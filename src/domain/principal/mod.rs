//! Principal domain
//!
//! Authenticated identities, their identifiers and validation rules.

mod entity;
mod validation;

pub use entity::{Principal, PrincipalId};
pub use validation::{validate_principal_id, validate_role, PrincipalValidationError};
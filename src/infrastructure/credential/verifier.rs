//! Credential verification against the credential store

use std::fmt::Debug;
use std::sync::Arc;

use tracing::{debug, warn};

use super::password::PasswordHasher;
use crate::domain::credential::CredentialStore;
use crate::domain::{AuditEvent, AuditSink, AuthError, Principal};

const DUMMY_SECRET: &str = "authgate-unknown-principal";

/// Checks a presented secret against the stored credential of a principal
pub struct CredentialVerifier {
    store: Arc<dyn CredentialStore>,
    hasher: Arc<dyn PasswordHasher>,
    audit: Option<Arc<dyn AuditSink>>,
    /// Verified against when the principal does not exist, so an unknown
    /// identifier costs as much as a wrong secret
    dummy_hash: Option<String>,
}

impl Debug for CredentialVerifier {
    fn fmt(&self, f: &mut std::fmt::Formatter<'_>) -> std::fmt::Result {
        f.debug_struct("CredentialVerifier")
            .field("hasher", &self.hasher)
            .field("audit", &self.audit)
            .finish_non_exhaustive()
    }
}

impl CredentialVerifier {
    pub fn new(store: Arc<dyn CredentialStore>, hasher: Arc<dyn PasswordHasher>) -> Self {
        let dummy_hash = hasher.hash(DUMMY_SECRET).ok();

        Self {
            store,
            hasher,
            audit: None,
            dummy_hash,
        }
    }

    /// Report login outcomes to an audit sink
    pub fn with_audit(mut self, audit: Arc<dyn AuditSink>) -> Self {
        self.audit = Some(audit);
        self
    }

    /// Verify `presented_secret` for `identifier`
    pub async fn verify(
        &self,
        identifier: &str,
        presented_secret: &str,
    ) -> Result<Principal, AuthError> {
        let result = self.check(identifier, presented_secret).await;

        match &result {
            Ok(principal) => self.audit(AuditEvent::LoginSucceeded {
                principal_id: principal.id().to_string(),
            }),
            Err(e) => self.audit(AuditEvent::LoginFailed {
                identifier: identifier.to_string(),
                reason: e.kind(),
            }),
        }

        result
    }

    async fn check(&self, identifier: &str, presented_secret: &str) -> Result<Principal, AuthError> {
        let stored = self.store.lookup(identifier).await.map_err(|e| {
            warn!(identifier = %identifier, error = %e, "Credential store lookup failed");
            AuthError::from(e)
        })?;

        let Some(stored) = stored else {
            if let Some(dummy_hash) = &self.dummy_hash {
                self.verify_secret(presented_secret, dummy_hash).await?;
            }
            debug!(identifier = %identifier, "Unknown principal");
            return Err(AuthError::unknown_principal(identifier));
        };

        if !self
            .verify_secret(presented_secret, stored.credential().expose())
            .await?
        {
            debug!(identifier = %identifier, "Credential mismatch");
            return Err(AuthError::bad_credential(identifier));
        }

        Ok(stored.into_principal())
    }

    /// Hash verification is CPU-bound and runs on the blocking pool
    async fn verify_secret(&self, secret: &str, hash: &str) -> Result<bool, AuthError> {
        let hasher = self.hasher.clone();
        let secret = secret.to_string();
        let hash = hash.to_string();

        tokio::task::spawn_blocking(move || hasher.verify(&secret, &hash))
            .await
            .map_err(|e| AuthError::internal(format!("Password verification task failed: {}", e)))
    }

    fn audit(&self, event: AuditEvent) {
        if let Some(audit) = &self.audit {
            audit.record(event);
        }
    }
}
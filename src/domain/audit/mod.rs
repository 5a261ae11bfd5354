//! Authentication audit events

use std::fmt::Debug;

use crate::domain::token::TokenFingerprint;

/// Something worth an audit record
///
/// Never carries secrets or encoded tokens; tokens are referred to by
/// fingerprint only.
#[derive(Debug, Clone, PartialEq, Eq)]
pub enum AuditEvent {
    LoginSucceeded {
        principal_id: String,
    },
    LoginFailed {
        identifier: String,
        reason: &'static str,
    },
    TokenRejected {
        reason: &'static str,
    },
    TokenRevoked {
        principal_id: String,
        fingerprint: TokenFingerprint,
    },
}

impl AuditEvent {
    pub fn name(&self) -> &'static str {
        match self {
            Self::LoginSucceeded { .. } => "login_succeeded",
            Self::LoginFailed { .. } => "login_failed",
            Self::TokenRejected { .. } => "token_rejected",
            Self::TokenRevoked { .. } => "token_revoked",
        }
    }
}

/// Receiver of audit events
pub trait AuditSink: Send + Sync + Debug {
    fn record(&self, event: AuditEvent);
}
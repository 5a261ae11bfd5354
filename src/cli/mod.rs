//! CLI module for authgate
//!
//! - `serve`: run the HTTP server
//! - `hash-password`: print an Argon2 hash for a principal seed
//! - `issue-token`: sign a token for a configured principal

pub mod serve;
pub mod tools;

use clap::{Parser, Subcommand};

/// authgate - token-based authentication gate
#[derive(Parser)]
#[command(name = "authgate")]
#[command(version, about, long_about = None)]
pub struct Cli {
    #[command(subcommand)]
    pub command: Command,
}

#[derive(Subcommand)]
pub enum Command {
    /// Run the HTTP server
    Serve,

    /// Hash a password for use as `password_hash` in configuration
    HashPassword(tools::HashPasswordArgs),

    /// Issue a token for a configured principal without checking a password
    IssueToken(tools::IssueTokenArgs),
}
use authgate::cli::{self, Cli, Command};
use clap::Parser;

#[tokio::main]
async fn main() -> anyhow::Result<()> {
    let cli = Cli::parse();

    match cli.command {
        Command::Serve => cli::serve::run().await,
        Command::HashPassword(args) => cli::tools::hash_password(args).await,
        Command::IssueToken(args) => cli::tools::issue_token(args).await,
    }
}
//! Authentication gate: login, token authentication and revocation

use std::fmt::Debug;
use std::sync::Arc;

use chrono::Duration;
use tracing::{debug, instrument};

use crate::domain::{
    AuditEvent, AuditSink, AuthError, GateEvent, GateState, IssuedToken, Principal,
    RevocationList, TokenCodec, TokenFingerprint, VerificationResult,
};
use crate::infrastructure::audit::TracingAuditSink;
use crate::infrastructure::credential::CredentialVerifier;
use crate::infrastructure::observability::{record_login, record_revocation, record_token_check};

/// Orchestrates credential verification, token issuance and token checks
///
/// Holds no per-request state; every call walks its own [`GateState`] from
/// `Anonymous` to a terminal state. Safe to share across tasks behind an
/// `Arc`.
pub struct AuthenticationGate {
    verifier: CredentialVerifier,
    codec: Arc<dyn TokenCodec>,
    revocations: Option<Arc<dyn RevocationList>>,
    audit: Arc<dyn AuditSink>,
    token_ttl: Duration,
}

impl Debug for AuthenticationGate {
    fn fmt(&self, f: &mut std::fmt::Formatter<'_>) -> std::fmt::Result {
        f.debug_struct("AuthenticationGate")
            .field("verifier", &self.verifier)
            .field("codec", &self.codec)
            .field("revocation_enabled", &self.revocations.is_some())
            .field("token_ttl", &self.token_ttl)
            .finish()
    }
}

impl AuthenticationGate {
    pub fn new(verifier: CredentialVerifier, codec: Arc<dyn TokenCodec>, token_ttl: Duration) -> Self {
        Self {
            verifier,
            codec,
            revocations: None,
            audit: Arc::new(TracingAuditSink),
            token_ttl,
        }
    }

    pub fn with_revocation_list(mut self, revocations: Arc<dyn RevocationList>) -> Self {
        self.revocations = Some(revocations);
        self
    }

    pub fn with_audit(mut self, audit: Arc<dyn AuditSink>) -> Self {
        self.audit = audit;
        self
    }

    pub fn token_ttl(&self) -> Duration {
        self.token_ttl
    }

    pub fn revocation_enabled(&self) -> bool {
        self.revocations.is_some()
    }

    /// Verify credentials and issue a token
    ///
    /// A failed login is final for this call; the caller resubmits to retry.
    #[instrument(skip(self, secret))]
    pub async fn login(&self, identifier: &str, secret: &str) -> Result<IssuedToken, AuthError> {
        let state = GateState::Anonymous.apply(GateEvent::LoginSubmitted);
        debug!(state = %state, "Login submitted");

        let outcome = match self.verifier.verify(identifier, secret).await {
            Ok(principal) => self.codec.issue(&principal, self.token_ttl),
            Err(e) => Err(e),
        };

        let state = match &outcome {
            Ok(token) => state.apply(GateEvent::CredentialsAccepted(token.principal())),
            Err(e) => state.apply(GateEvent::CredentialsRejected(e.clone())),
        };
        debug!(state = %state, "Login evaluated");

        record_login(match &outcome {
            Ok(_) => "success",
            Err(e) => e.kind(),
        });

        outcome
    }

    /// Check a presented token and return the principal it stands for
    #[instrument(skip_all)]
    pub async fn authenticate(&self, token: &str) -> Result<Principal, AuthError> {
        let state = match self.check(token).await {
            Ok(result) => GateState::Anonymous.apply(GateEvent::TokenPresented(result)),
            Err(e) => GateState::Rejected(e),
        };
        debug!(state = %state, "Token evaluated");

        match &state {
            GateState::Rejected(e) => {
                record_token_check(e.kind());
                self.audit.record(AuditEvent::TokenRejected { reason: e.kind() });
            }
            _ => record_token_check("valid"),
        }

        state.into_result()
    }

    /// Signature, expiry and revocation check of a presented token
    ///
    /// `Err` only when the revocation list itself cannot be consulted.
    pub async fn check(&self, token: &str) -> Result<VerificationResult, AuthError> {
        let claims = match self.codec.verify(token) {
            Ok(claims) => claims,
            Err(e) => {
                debug!(error = %e, "Token rejected by codec");
                return Ok(VerificationResult::from_error(&e));
            }
        };

        if let Some(revocations) = &self.revocations {
            if revocations.is_revoked(&TokenFingerprint::of(token)).await? {
                return Ok(VerificationResult::Revoked);
            }
        }

        Ok(VerificationResult::Valid(claims.principal()))
    }

    /// Revoke a token before its natural expiry
    ///
    /// Revoking an already expired or already revoked token succeeds without
    /// effect. Tokens that do not verify are refused.
    #[instrument(skip_all)]
    pub async fn revoke(&self, token: &str) -> Result<(), AuthError> {
        let Some(revocations) = &self.revocations else {
            return Err(AuthError::internal("Token revocation is not enabled"));
        };

        let claims = match self.codec.verify(token) {
            Ok(claims) => claims,
            Err(AuthError::Expired) => return Ok(()),
            Err(e) => return Err(e),
        };

        let fingerprint = TokenFingerprint::of(token);
        revocations
            .revoke(fingerprint.clone(), claims.expires_at())
            .await?;

        record_revocation();
        self.audit.record(AuditEvent::TokenRevoked {
            principal_id: claims.sub.to_string(),
            fingerprint,
        });

        Ok(())
    }
}

#[cfg(test)]
mod tests {
    use super::*;
    use async_trait::async_trait;
    use chrono::{DateTime, Utc};
    use jsonwebtoken::Algorithm;

    use crate::domain::credential::{CredentialStoreError, MockCredentialStore};
    use crate::domain::{
        Clock, Credential, ManualClock, PrincipalId, StoredCredential, MAX_TOKEN_TTL_SECS,
    };
    use crate::infrastructure::auth::{JwtTokenCodec, TokenKeys};
    use crate::infrastructure::credential::{InMemoryCredentialStore, PlainHasher};
    use crate::infrastructure::revocation::InMemoryRevocationList;

    const T: i64 = 1_700_000_000;

    fn alice_credential() -> StoredCredential {
        StoredCredential::new(
            Principal::new(PrincipalId::new("alice").unwrap())
                .with_roles(["user"])
                .unwrap(),
            Credential::new("plain:s3cret"),
        )
    }

    fn codec(clock: Arc<ManualClock>) -> Arc<JwtTokenCodec> {
        let keys = TokenKeys::from_secret(b"gate-test-secret-gate-test-secret", Algorithm::HS256)
            .unwrap();
        Arc::new(JwtTokenCodec::new(keys, clock))
    }

    fn create_gate() -> (AuthenticationGate, Arc<ManualClock>) {
        let clock = Arc::new(ManualClock::at_timestamp(T));
        let store = Arc::new(InMemoryCredentialStore::with_credentials(vec![alice_credential()]));
        let verifier = CredentialVerifier::new(store, Arc::new(PlainHasher::default()));

        let gate = AuthenticationGate::new(verifier, codec(clock.clone()), Duration::seconds(3600))
            .with_revocation_list(Arc::new(InMemoryRevocationList::new()));

        (gate, clock)
    }

    #[tokio::test]
    async fn test_login_then_authenticate() {
        let (gate, _) = create_gate();

        let token = gate.login("alice", "s3cret").await.unwrap();
        let principal = gate.authenticate(token.as_str()).await.unwrap();

        assert_eq!(principal.id().as_str(), "alice");
        assert!(principal.has_role("user"));
    }

    #[tokio::test]
    async fn test_alice_scenario() {
        let (gate, clock) = create_gate();

        let token = gate.login("alice", "s3cret").await.unwrap();
        assert_eq!(token.issued_at().timestamp(), T);
        assert_eq!(token.expires_at().timestamp(), T + 3600);

        clock.advance(Duration::seconds(10));
        let principal = gate.authenticate(token.as_str()).await.unwrap();
        assert_eq!(principal.id().as_str(), "alice");

        clock.set(DateTime::from_timestamp(T + 3601, 0).unwrap());
        assert_eq!(
            gate.authenticate(token.as_str()).await,
            Err(AuthError::Expired)
        );
    }

    #[tokio::test]
    async fn test_login_failures_share_public_error() {
        let (gate, _) = create_gate();

        let bad = gate.login("alice", "wrong").await.unwrap_err();
        let unknown = gate.login("mallory", "s3cret").await.unwrap_err();

        assert_eq!(bad, AuthError::bad_credential("alice"));
        assert_eq!(unknown, AuthError::unknown_principal("mallory"));
        assert_eq!(bad.public(), unknown.public());
    }

    #[tokio::test]
    async fn test_store_unavailable_is_surfaced_once() {
        let mut store = MockCredentialStore::new();
        store
            .expect_lookup()
            .times(1)
            .returning(|_| Err(CredentialStoreError::Unavailable("down".into())));

        let clock = Arc::new(ManualClock::at_timestamp(T));
        let verifier = CredentialVerifier::new(Arc::new(store), Arc::new(PlainHasher::default()));
        let gate = AuthenticationGate::new(verifier, codec(clock), Duration::seconds(60));

        assert_eq!(
            gate.login("alice", "s3cret").await,
            Err(AuthError::store_unavailable("down"))
        );
    }

    #[tokio::test]
    async fn test_tampered_token() {
        let (gate, _) = create_gate();
        let token = gate.login("alice", "s3cret").await.unwrap().into_string();

        let payload_index = token.find('.').unwrap() + 3;
        let mut bytes = token.into_bytes();
        bytes[payload_index] = if bytes[payload_index] == b'x' { b'y' } else { b'x' };
        let tampered = String::from_utf8(bytes).unwrap();

        assert_eq!(
            gate.authenticate(&tampered).await,
            Err(AuthError::SignatureMismatch)
        );
    }

    #[tokio::test]
    async fn test_garbage_token() {
        let (gate, _) = create_gate();

        let result = gate.authenticate("not-a-token").await;
        assert!(matches!(result, Err(AuthError::Malformed { .. })));
    }

    #[tokio::test]
    async fn test_revoke_then_authenticate() {
        let (gate, _) = create_gate();
        let token = gate.login("alice", "s3cret").await.unwrap();

        gate.revoke(token.as_str()).await.unwrap();

        assert_eq!(
            gate.authenticate(token.as_str()).await,
            Err(AuthError::Revoked)
        );
        assert_eq!(
            gate.check(token.as_str()).await.unwrap(),
            VerificationResult::Revoked
        );

        // Idempotent
        gate.revoke(token.as_str()).await.unwrap();
    }

    #[tokio::test]
    async fn test_long_lived_revocation_survives_purge() {
        let clock = Arc::new(ManualClock::at_timestamp(T));
        let store = Arc::new(InMemoryCredentialStore::with_credentials(vec![alice_credential()]));
        let verifier = CredentialVerifier::new(store, Arc::new(PlainHasher::default()));
        let revocations = Arc::new(InMemoryRevocationList::new());
        let gate = AuthenticationGate::new(
            verifier,
            codec(clock.clone()),
            Duration::seconds(MAX_TOKEN_TTL_SECS),
        )
        .with_revocation_list(revocations.clone());

        let token = gate.login("alice", "s3cret").await.unwrap();
        gate.revoke(token.as_str()).await.unwrap();

        clock.advance(Duration::seconds(86_400));
        assert_eq!(revocations.purge_expired(clock.now()).await.unwrap(), 0);
        assert_eq!(
            gate.authenticate(token.as_str()).await,
            Err(AuthError::Revoked)
        );
    }

    #[tokio::test]
    async fn test_revoke_leaves_other_tokens_alone() {
        let (gate, clock) = create_gate();
        let first = gate.login("alice", "s3cret").await.unwrap();
        clock.advance(Duration::seconds(1));
        let second = gate.login("alice", "s3cret").await.unwrap();

        gate.revoke(first.as_str()).await.unwrap();

        assert!(gate.authenticate(second.as_str()).await.is_ok());
    }

    #[tokio::test]
    async fn test_revoke_expired_token_is_noop() {
        let (gate, clock) = create_gate();
        let token = gate.login("alice", "s3cret").await.unwrap();

        clock.advance(Duration::seconds(7200));
        assert!(gate.revoke(token.as_str()).await.is_ok());
    }

    #[tokio::test]
    async fn test_revoke_rejects_invalid_token() {
        let (gate, _) = create_gate();

        assert!(matches!(
            gate.revoke("garbage").await,
            Err(AuthError::Malformed { .. })
        ));
    }

    #[tokio::test]
    async fn test_revoke_without_list() {
        let clock = Arc::new(ManualClock::at_timestamp(T));
        let store = Arc::new(InMemoryCredentialStore::with_credentials(vec![alice_credential()]));
        let verifier = CredentialVerifier::new(store, Arc::new(PlainHasher::default()));
        let gate = AuthenticationGate::new(verifier, codec(clock), Duration::seconds(60));

        let token = gate.login("alice", "s3cret").await.unwrap();

        assert!(!gate.revocation_enabled());
        assert!(gate.revoke(token.as_str()).await.is_err());
        assert!(gate.authenticate(token.as_str()).await.is_ok());
    }

    #[derive(Debug)]
    struct UnreachableRevocationList;

    #[async_trait]
    impl RevocationList for UnreachableRevocationList {
        async fn revoke(&self, _: TokenFingerprint, _: DateTime<Utc>) -> Result<(), AuthError> {
            Err(AuthError::store_unavailable("revocation store down"))
        }

        async fn is_revoked(&self, _: &TokenFingerprint) -> Result<bool, AuthError> {
            Err(AuthError::store_unavailable("revocation store down"))
        }

        async fn purge_expired(&self, _: DateTime<Utc>) -> Result<usize, AuthError> {
            Ok(0)
        }

        async fn len(&self) -> Result<usize, AuthError> {
            Ok(0)
        }
    }

    #[tokio::test]
    async fn test_revocation_store_failure_is_surfaced() {
        let clock = Arc::new(ManualClock::at_timestamp(T));
        let store = Arc::new(InMemoryCredentialStore::with_credentials(vec![alice_credential()]));
        let verifier = CredentialVerifier::new(store, Arc::new(PlainHasher::default()));
        let gate = AuthenticationGate::new(verifier, codec(clock), Duration::seconds(60))
            .with_revocation_list(Arc::new(UnreachableRevocationList));

        let token = gate.login("alice", "s3cret").await.unwrap();

        assert_eq!(
            gate.authenticate(token.as_str()).await,
            Err(AuthError::store_unavailable("revocation store down"))
        );
    }

    #[tokio::test]
    async fn test_concurrent_requests() {
        let (gate, _) = create_gate();
        let gate = Arc::new(gate);

        let handles: Vec<_> = (0..8)
            .map(|i| {
                let gate = gate.clone();
                tokio::spawn(async move {
                    let secret = if i % 2 == 0 { "s3cret" } else { "wrong" };
                    match gate.login("alice", secret).await {
                        Ok(token) => gate.authenticate(token.as_str()).await.is_ok(),
                        Err(_) => false,
                    }
                })
            })
            .collect();

        let mut successes = 0;
        for handle in handles {
            if handle.await.unwrap() {
                successes += 1;
            }
        }

        assert_eq!(successes, 4);
    }
}
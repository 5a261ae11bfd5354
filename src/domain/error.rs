use serde::Serialize;
use thiserror::Error;

/// Authentication failures
///
/// The variants are kept distinct for logging and audit. Callers outside the
/// process should only ever see [`PublicAuthError`], see [`AuthError::public`].
#[derive(Debug, Clone, PartialEq, Eq, Error)]
pub enum AuthError {
    #[error("Unknown principal: {identifier}")]
    UnknownPrincipal { identifier: String },

    #[error("Bad credential for principal: {identifier}")]
    BadCredential { identifier: String },

    #[error("Credential store unavailable: {message}")]
    StoreUnavailable { message: String },

    #[error("Malformed token: {message}")]
    Malformed { message: String },

    #[error("Token signature mismatch")]
    SignatureMismatch,

    #[error("Token expired")]
    Expired,

    #[error("Token revoked")]
    Revoked,

    #[error("Internal error: {message}")]
    Internal { message: String },
}

impl AuthError {
    pub fn unknown_principal(identifier: impl Into<String>) -> Self {
        Self::UnknownPrincipal {
            identifier: identifier.into(),
        }
    }

    pub fn bad_credential(identifier: impl Into<String>) -> Self {
        Self::BadCredential {
            identifier: identifier.into(),
        }
    }

    pub fn store_unavailable(message: impl Into<String>) -> Self {
        Self::StoreUnavailable {
            message: message.into(),
        }
    }

    pub fn malformed(message: impl Into<String>) -> Self {
        Self::Malformed {
            message: message.into(),
        }
    }

    pub fn internal(message: impl Into<String>) -> Self {
        Self::Internal {
            message: message.into(),
        }
    }

    /// The error as it may be shown to an external caller.
    ///
    /// `UnknownPrincipal` and `BadCredential` collapse into the same value so
    /// a caller cannot probe which identifiers exist.
    pub fn public(&self) -> PublicAuthError {
        match self {
            Self::UnknownPrincipal { .. } | Self::BadCredential { .. } => {
                PublicAuthError::InvalidCredentials
            }
            Self::StoreUnavailable { .. } => PublicAuthError::ServiceUnavailable,
            Self::Malformed { .. } | Self::SignatureMismatch => PublicAuthError::InvalidToken,
            Self::Expired => PublicAuthError::TokenExpired,
            Self::Revoked => PublicAuthError::TokenRevoked,
            Self::Internal { .. } => PublicAuthError::Internal,
        }
    }

    /// Short label used for metrics and audit records
    pub fn kind(&self) -> &'static str {
        match self {
            Self::UnknownPrincipal { .. } => "unknown_principal",
            Self::BadCredential { .. } => "bad_credential",
            Self::StoreUnavailable { .. } => "store_unavailable",
            Self::Malformed { .. } => "malformed",
            Self::SignatureMismatch => "signature_mismatch",
            Self::Expired => "expired",
            Self::Revoked => "revoked",
            Self::Internal { .. } => "internal",
        }
    }
}

/// Externally visible authentication failure
#[derive(Debug, Clone, Copy, PartialEq, Eq, Serialize, Error)]
#[serde(rename_all = "snake_case")]
pub enum PublicAuthError {
    #[error("Invalid username or password")]
    InvalidCredentials,

    #[error("Authentication service temporarily unavailable")]
    ServiceUnavailable,

    #[error("Invalid token")]
    InvalidToken,

    #[error("Token expired")]
    TokenExpired,

    #[error("Token revoked")]
    TokenRevoked,

    #[error("Internal authentication error")]
    Internal,
}

impl PublicAuthError {
    /// Stable machine-readable code
    pub fn code(&self) -> &'static str {
        match self {
            Self::InvalidCredentials => "invalid_credentials",
            Self::ServiceUnavailable => "service_unavailable",
            Self::InvalidToken => "invalid_token",
            Self::TokenExpired => "token_expired",
            Self::TokenRevoked => "token_revoked",
            Self::Internal => "internal_error",
        }
    }
}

_____

Pull out every line of the records that includes the string "const".

const DUMMY_SECRET: &str = "authgate-unknown-principal";
    const T: i64 = 1_700_000_000;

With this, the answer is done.